START Material for this exercise

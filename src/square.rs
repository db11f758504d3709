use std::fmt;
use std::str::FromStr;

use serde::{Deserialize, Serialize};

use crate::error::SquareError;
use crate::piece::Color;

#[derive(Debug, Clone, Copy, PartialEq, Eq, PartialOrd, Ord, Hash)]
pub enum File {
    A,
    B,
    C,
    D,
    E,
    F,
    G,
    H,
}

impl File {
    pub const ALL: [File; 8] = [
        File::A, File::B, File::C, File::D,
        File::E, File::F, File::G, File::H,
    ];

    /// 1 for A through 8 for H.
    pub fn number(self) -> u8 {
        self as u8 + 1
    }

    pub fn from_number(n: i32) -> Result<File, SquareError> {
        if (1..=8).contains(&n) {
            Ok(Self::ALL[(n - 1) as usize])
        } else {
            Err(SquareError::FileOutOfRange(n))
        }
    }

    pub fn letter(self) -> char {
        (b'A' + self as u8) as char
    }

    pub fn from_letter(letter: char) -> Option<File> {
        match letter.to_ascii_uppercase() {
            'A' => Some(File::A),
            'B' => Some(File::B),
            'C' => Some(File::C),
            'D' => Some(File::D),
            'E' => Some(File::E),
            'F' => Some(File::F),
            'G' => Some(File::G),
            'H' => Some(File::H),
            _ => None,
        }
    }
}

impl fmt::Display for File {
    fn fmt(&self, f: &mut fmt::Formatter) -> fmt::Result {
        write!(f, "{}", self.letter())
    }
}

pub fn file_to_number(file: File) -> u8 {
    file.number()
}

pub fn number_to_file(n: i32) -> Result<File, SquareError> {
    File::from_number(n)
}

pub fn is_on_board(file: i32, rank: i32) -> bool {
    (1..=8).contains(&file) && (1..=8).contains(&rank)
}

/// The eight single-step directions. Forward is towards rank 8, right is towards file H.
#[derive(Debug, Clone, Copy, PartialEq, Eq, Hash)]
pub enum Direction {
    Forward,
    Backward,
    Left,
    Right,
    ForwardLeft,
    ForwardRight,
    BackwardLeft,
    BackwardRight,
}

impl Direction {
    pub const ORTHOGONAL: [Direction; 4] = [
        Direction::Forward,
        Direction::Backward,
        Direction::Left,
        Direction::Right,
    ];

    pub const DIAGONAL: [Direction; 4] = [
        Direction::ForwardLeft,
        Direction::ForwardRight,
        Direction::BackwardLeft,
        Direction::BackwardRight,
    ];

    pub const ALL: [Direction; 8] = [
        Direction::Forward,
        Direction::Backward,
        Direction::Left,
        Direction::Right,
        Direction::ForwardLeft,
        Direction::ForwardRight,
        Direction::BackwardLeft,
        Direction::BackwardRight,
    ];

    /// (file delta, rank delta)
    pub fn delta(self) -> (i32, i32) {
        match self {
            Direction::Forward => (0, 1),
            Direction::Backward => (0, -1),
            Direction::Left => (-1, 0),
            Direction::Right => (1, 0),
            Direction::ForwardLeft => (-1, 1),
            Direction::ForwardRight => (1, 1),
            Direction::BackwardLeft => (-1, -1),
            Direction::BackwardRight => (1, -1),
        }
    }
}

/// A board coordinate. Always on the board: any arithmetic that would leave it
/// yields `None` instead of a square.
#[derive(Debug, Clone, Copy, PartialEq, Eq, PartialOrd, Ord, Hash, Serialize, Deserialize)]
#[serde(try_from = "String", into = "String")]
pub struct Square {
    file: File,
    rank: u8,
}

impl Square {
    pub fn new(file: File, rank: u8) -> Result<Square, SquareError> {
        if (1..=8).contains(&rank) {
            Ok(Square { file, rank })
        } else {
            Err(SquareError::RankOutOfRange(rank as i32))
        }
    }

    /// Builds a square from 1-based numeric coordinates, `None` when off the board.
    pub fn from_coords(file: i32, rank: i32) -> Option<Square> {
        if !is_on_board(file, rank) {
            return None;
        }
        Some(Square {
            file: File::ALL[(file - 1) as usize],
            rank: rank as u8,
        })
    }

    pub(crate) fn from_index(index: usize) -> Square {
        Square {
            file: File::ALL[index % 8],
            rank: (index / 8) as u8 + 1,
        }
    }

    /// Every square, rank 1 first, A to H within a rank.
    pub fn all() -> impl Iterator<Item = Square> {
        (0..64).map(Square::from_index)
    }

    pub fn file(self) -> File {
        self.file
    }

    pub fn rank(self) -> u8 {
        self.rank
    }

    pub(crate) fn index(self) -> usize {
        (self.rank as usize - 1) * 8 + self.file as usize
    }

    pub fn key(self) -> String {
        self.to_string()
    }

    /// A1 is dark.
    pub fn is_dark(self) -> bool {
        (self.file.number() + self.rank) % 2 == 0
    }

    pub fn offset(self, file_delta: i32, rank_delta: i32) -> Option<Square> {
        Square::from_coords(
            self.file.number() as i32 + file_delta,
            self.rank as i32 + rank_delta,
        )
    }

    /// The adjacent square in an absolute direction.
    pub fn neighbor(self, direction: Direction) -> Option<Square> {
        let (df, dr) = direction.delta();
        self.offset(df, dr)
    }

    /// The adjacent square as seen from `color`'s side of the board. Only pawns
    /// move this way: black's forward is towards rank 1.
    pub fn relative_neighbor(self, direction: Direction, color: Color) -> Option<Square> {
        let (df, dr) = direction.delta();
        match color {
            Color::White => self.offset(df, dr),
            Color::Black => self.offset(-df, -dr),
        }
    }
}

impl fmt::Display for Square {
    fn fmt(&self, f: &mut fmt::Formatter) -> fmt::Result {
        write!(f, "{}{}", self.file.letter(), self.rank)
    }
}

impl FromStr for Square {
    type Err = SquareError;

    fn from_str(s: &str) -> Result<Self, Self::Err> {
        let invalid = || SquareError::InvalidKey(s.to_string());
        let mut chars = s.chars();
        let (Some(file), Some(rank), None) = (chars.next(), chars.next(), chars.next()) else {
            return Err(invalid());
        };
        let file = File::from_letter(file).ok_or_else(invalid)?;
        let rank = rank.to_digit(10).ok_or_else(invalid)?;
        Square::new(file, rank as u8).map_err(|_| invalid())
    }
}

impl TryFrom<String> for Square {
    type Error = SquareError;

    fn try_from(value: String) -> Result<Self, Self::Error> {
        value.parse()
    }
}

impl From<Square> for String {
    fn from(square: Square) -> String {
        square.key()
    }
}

END Material for this exercise

-- Task details --
In the material above, how many lines contain "PartialEq"? Reply with only the number.

-- Exercise result --
3